Ah, morning rounds! Today I’m grateful for morning rounds. I’ve been so busy with daily gratitude practice that I’ve practically forgotten my life’s work, but the phoebe last night reminded me. Morning rounds. I heard the phoebe’s distinctive whistle early this morning, but not again all day. A few hundred sandhill cranes flew overhead later morning heading north.

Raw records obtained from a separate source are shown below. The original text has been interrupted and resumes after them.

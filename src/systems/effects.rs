//! Effect message pump and channel forwarder.
//!
//! Runs at the end of the tick: first the mailbox swaps its buffers, then
//! the forwarder pushes everything written this tick onto the crossbeam
//! channel for the host to drain at its leisure.

use bevy_ecs::message::Messages;
use bevy_ecs::prelude::*;
use log::warn;

use crate::events::effect::EffectCmd;
use crate::resources::effects::EffectBus;

/// Swap the effect message buffers for this tick.
pub fn update_effect_cmds(mut messages: ResMut<Messages<EffectCmd>>) {
    messages.update();
}

/// Forward effect messages onto the host channel.
pub fn forward_effect_cmds(bus: Res<EffectBus>, mut reader: MessageReader<EffectCmd>) {
    for cmd in reader.read() {
        if bus.tx.send(*cmd).is_err() {
            // host dropped the receiver, effects go nowhere
            warn!("effect channel closed, dropping {:?}", cmd);
        }
    }
}
use bevy_ecs::prelude::Component;
use glam::Vec2;

/// Fractional grid-space position (pivot) for an entity.
///
/// Coordinates are in grid cells, not pixels; screen placement is the
/// host's business. `angle` is carried for entities that render with a
/// heading but is never read by the simulation itself.
#[derive(Component, Clone, Copy, Debug)]
pub struct GridPosition {
    pub pos: Vec2,
    pub angle: f32,
}

impl GridPosition {
    pub fn new(x: f32, y: f32) -> Self {
        Self {
            pos: Vec2::new(x, y),
            angle: 0.0,
        }
    }
}
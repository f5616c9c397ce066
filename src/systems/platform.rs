//! Platform movement and rider tracking.
//!
//! [`platform_patrol`] moves platform entities along their ping-pong
//! sweep and keeps the board index in sync. [`platform_ride`] then pins
//! each rider to `platform.position + offset` and detaches riders whose
//! offset overran the platform extent.

use bevy_ecs::prelude::*;
use glam::Vec2;

use crate::components::contact::Contact;
use crate::components::gridposition::GridPosition;
use crate::components::platform::{PlatformPatrol, PlatformRider};
use crate::components::player::Player;
use crate::components::rigidbody::Axis;
use crate::resources::board::Board;
use crate::resources::worldtime::WorldTime;

/// Sweep platforms along their patrol and update their board cells.
pub fn platform_patrol(
    mut query: Query<(Entity, &mut GridPosition, &mut PlatformPatrol, &Contact), Without<Player>>,
    mut board: ResMut<Board>,
    time: Res<WorldTime>,
) {
    for (entity, mut position, mut patrol, contact) in query.iter_mut() {
        let from = position.pos;
        let (lo, hi) = match patrol.axis {
            Axis::X => (patrol.origin.x, patrol.origin.x + patrol.range),
            Axis::Y => (patrol.origin.y, patrol.origin.y + patrol.range),
        };
        let step = patrol.dir * patrol.speed * time.delta;
        let coord = match patrol.axis {
            Axis::X => &mut position.pos.x,
            Axis::Y => &mut position.pos.y,
        };
        *coord += step;
        if *coord >= hi {
            *coord = hi;
            patrol.dir = -1.0;
        } else if *coord <= lo {
            *coord = lo;
            patrol.dir = 1.0;
        }
        board.update_entity_position(entity, from, position.pos, contact.extent());
    }
}

/// Pin riders to their platform and detach on overrun.
pub fn platform_ride(
    mut riders: Query<(Entity, &PlatformRider, &mut GridPosition, &Player)>,
    platforms: Query<(&GridPosition, &Contact), Without<PlatformRider>>,
    mut commands: Commands,
) {
    for (entity, rider, mut position, player) in riders.iter_mut() {
        if player.dead {
            continue;
        }
        let Ok((platform_pos, contact)) = platforms.get(rider.platform) else {
            // platform despawned under the rider
            commands.entity(entity).remove::<PlatformRider>();
            continue;
        };
        position.pos = platform_pos.pos + rider.offset;

        let (width, height) = contact.extent();
        if rider.overran(width, height) {
            commands.entity(entity).remove::<PlatformRider>();
        }
    }
}

/// Rider offset for a fresh attachment.
pub fn attach_offset(player_pos: Vec2, platform_pos: Vec2) -> Vec2 {
    player_pos - platform_pos
}
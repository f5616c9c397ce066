//! Shared board: a spatial index of entities by grid cell.
//!
//! The board is a single-writer structure owned by the simulation thread.
//! Entities register with their position and cell extent; movers report
//! before/after positions so the index stays consistent. Contact queries
//! collect the entities registered in the 3x3 cell neighborhood around a
//! position; the emitters themselves decide whether they actually overlap.

use bevy_ecs::prelude::{Entity, Resource};
use glam::Vec2;
use rustc_hash::FxHashMap;

/// Spatial entity registry over the playing grid.
#[derive(Resource, Debug)]
pub struct Board {
    pub width: u32,
    pub height: u32,
    cells: FxHashMap<(i32, i32), Vec<Entity>>,
}

impl Board {
    pub fn new(width: u32, height: u32) -> Self {
        Self {
            width,
            height,
            cells: FxHashMap::default(),
        }
    }

    /// Largest in-bounds coordinate per axis, the clamp limit for movers.
    pub fn max_pos(&self) -> Vec2 {
        Vec2::new(self.width as f32 - 1.0, self.height as f32 - 1.0)
    }

    /// Register an entity occupying `extent` cells from `pos`.
    pub fn add_entity(&mut self, entity: Entity, pos: Vec2, extent: (f32, f32)) {
        for cell in footprint(pos, extent) {
            self.cells.entry(cell).or_default().push(entity);
        }
    }

    /// Move an entity's registration from `from` to `to`.
    pub fn update_entity_position(
        &mut self,
        entity: Entity,
        from: Vec2,
        to: Vec2,
        extent: (f32, f32),
    ) {
        for cell in footprint(from, extent) {
            if let Some(list) = self.cells.get_mut(&cell) {
                list.retain(|e| *e != entity);
                if list.is_empty() {
                    self.cells.remove(&cell);
                }
            }
        }
        self.add_entity(entity, to, extent);
    }

    /// Entities registered in the 3x3 neighborhood around `pos`, deduped,
    /// excluding `subject` itself. Order is cell-major and stable, which
    /// is what makes first-platform-wins and last-blocker-wins policies
    /// deterministic.
    pub fn surrounding_entities(&self, subject: Entity, pos: Vec2) -> Vec<Entity> {
        let cx = pos.x.floor() as i32;
        let cy = pos.y.floor() as i32;
        let mut found = Vec::new();
        for dy in -1..=1 {
            for dx in -1..=1 {
                if let Some(list) = self.cells.get(&(cx + dx, cy + dy)) {
                    for &e in list {
                        if e != subject && !found.contains(&e) {
                            found.push(e);
                        }
                    }
                }
            }
        }
        found
    }

    #[cfg(test)]
    fn entities_at(&self, cell: (i32, i32)) -> &[Entity] {
        self.cells.get(&cell).map(Vec::as_slice).unwrap_or(&[])
    }
}

/// Cells covered by an entity at `pos` spanning `extent` cells.
fn footprint(pos: Vec2, extent: (f32, f32)) -> Vec<(i32, i32)> {
    let x0 = pos.x.floor() as i32;
    let y0 = pos.y.floor() as i32;
    let x1 = (pos.x + extent.0 - 1.0).ceil() as i32;
    let y1 = (pos.y + extent.1 - 1.0).ceil() as i32;
    let mut cells = Vec::new();
    for y in y0..=y1.max(y0) {
        for x in x0..=x1.max(x0) {
            cells.push((x, y));
        }
    }
    cells
}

It’s that time of year when every day requires an a.m. survey. How different it feels at 34 degrees on the last day of March after a 20 degree morning than it does at 34 degrees after a 20 degree morning in mid-January. For one thing there’s no snow on the ground, which isn’t a great thing, but makes it nicer to wander the garden on morning rounds. And context is everything: knowing it will only get warmer from here, the chill carries a relaxing nostalgia; January cold is in your face all day long. Morning rounds: So many things to check the status on, from pond rushes to lilac buds, from the Bombay Wall to lawn furniture; the serviceberry the buck broke needs to be pruned or I’ll be smacking my face or wrenching my fingers every time I walk that path.
When Fred pruned the fruit trees last week, he looked at the crabapple and snipped a few branches.
“I’m surprised there’s any fruit left on here,” he said. “Yes,” I said. “It’s weird that no one eats it in the fall. And they were too small to even bother picking. But around this time last year the robins came to eat the fermented fruit.”
Then I picked one and bit into it. “Hmmm, not actually fermented,” I said. “It tastes pretty good.”
Next thing I know, the robins have arrived en masse. I counted five at one time this morning fluttering in from the woods to pick up old crabapples from the ground around the tree, drink at the pond, pluck an insect from the dirt, or pick a crabapple from the tree and fly off with it. I’m grateful for the robins in spring.